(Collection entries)
╭──
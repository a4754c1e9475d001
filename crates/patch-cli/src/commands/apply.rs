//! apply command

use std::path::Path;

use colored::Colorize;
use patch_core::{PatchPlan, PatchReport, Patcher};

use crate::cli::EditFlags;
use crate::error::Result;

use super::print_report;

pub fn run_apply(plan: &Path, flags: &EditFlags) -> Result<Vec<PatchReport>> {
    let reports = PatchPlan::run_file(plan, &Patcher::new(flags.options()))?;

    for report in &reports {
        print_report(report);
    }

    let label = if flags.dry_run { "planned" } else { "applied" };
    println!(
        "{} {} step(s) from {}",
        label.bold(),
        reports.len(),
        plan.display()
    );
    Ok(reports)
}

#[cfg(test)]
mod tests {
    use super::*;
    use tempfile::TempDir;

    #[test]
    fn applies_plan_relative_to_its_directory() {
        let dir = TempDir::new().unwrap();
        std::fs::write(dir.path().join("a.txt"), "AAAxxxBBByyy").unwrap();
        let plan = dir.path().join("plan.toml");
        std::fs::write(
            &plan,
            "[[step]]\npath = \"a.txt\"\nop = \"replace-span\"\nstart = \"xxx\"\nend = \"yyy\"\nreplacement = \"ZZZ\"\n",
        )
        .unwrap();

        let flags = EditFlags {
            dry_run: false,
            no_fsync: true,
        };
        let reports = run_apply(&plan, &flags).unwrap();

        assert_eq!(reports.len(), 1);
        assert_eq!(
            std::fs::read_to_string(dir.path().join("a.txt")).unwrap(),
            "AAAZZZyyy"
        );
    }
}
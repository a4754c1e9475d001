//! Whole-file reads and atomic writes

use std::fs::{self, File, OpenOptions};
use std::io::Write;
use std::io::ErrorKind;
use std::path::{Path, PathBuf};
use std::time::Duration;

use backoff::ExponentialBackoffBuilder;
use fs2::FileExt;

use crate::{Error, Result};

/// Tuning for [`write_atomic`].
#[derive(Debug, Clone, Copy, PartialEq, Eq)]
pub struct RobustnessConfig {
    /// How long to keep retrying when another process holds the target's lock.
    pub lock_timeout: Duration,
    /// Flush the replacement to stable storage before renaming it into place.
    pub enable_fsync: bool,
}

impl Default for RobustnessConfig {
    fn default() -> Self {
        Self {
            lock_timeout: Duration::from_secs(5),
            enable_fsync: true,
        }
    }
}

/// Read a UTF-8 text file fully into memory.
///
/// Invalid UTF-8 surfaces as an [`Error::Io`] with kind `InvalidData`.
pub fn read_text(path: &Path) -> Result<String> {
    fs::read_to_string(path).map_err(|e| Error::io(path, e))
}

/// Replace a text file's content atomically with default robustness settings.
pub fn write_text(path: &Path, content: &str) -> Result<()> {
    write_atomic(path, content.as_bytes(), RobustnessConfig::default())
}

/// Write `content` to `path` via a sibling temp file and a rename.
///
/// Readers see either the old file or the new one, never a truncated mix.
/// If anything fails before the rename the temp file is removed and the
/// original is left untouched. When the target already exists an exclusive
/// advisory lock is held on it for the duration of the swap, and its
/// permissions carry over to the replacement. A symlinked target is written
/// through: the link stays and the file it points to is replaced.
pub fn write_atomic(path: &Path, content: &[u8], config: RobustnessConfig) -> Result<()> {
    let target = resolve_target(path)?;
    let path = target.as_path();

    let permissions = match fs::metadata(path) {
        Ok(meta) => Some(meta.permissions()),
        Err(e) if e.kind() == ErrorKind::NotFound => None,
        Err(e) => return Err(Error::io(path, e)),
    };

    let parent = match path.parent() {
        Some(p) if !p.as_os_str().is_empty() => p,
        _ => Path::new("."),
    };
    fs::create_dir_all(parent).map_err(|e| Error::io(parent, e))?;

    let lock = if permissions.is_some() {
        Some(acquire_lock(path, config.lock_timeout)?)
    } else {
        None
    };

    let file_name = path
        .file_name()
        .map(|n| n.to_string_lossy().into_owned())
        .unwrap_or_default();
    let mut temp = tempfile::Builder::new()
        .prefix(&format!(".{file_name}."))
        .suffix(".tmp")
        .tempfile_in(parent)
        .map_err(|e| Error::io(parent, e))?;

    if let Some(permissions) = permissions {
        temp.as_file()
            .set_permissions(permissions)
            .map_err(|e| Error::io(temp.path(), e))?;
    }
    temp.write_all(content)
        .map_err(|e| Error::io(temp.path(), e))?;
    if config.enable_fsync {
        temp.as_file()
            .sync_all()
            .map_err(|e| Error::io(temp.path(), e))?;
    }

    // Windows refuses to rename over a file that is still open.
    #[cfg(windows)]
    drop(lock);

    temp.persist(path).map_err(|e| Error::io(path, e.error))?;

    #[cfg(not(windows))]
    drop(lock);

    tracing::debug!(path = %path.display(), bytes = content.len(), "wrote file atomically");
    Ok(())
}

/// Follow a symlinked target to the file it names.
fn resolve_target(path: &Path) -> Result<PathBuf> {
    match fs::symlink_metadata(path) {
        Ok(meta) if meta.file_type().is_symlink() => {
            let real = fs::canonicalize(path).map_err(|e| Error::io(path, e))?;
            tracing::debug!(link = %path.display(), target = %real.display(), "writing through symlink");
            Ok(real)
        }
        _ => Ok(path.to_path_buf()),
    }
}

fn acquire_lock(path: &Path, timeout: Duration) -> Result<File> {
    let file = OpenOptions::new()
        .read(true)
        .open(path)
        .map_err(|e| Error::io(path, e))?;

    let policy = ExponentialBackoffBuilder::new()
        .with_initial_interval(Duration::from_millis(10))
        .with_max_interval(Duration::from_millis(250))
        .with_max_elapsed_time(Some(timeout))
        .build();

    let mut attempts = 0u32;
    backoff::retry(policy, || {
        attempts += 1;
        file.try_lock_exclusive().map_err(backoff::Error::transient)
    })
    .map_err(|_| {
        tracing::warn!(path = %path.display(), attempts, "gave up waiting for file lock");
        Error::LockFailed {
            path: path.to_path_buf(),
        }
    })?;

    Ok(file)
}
╰──
What lines of the data include the word "join"? Copy each of them.

        std::fs::write(dir.path().join("a.txt"), "AAAxxxBBByyy").unwrap();
        let plan = dir.path().join("plan.toml");
            std::fs::read_to_string(dir.path().join("a.txt")).unwrap(),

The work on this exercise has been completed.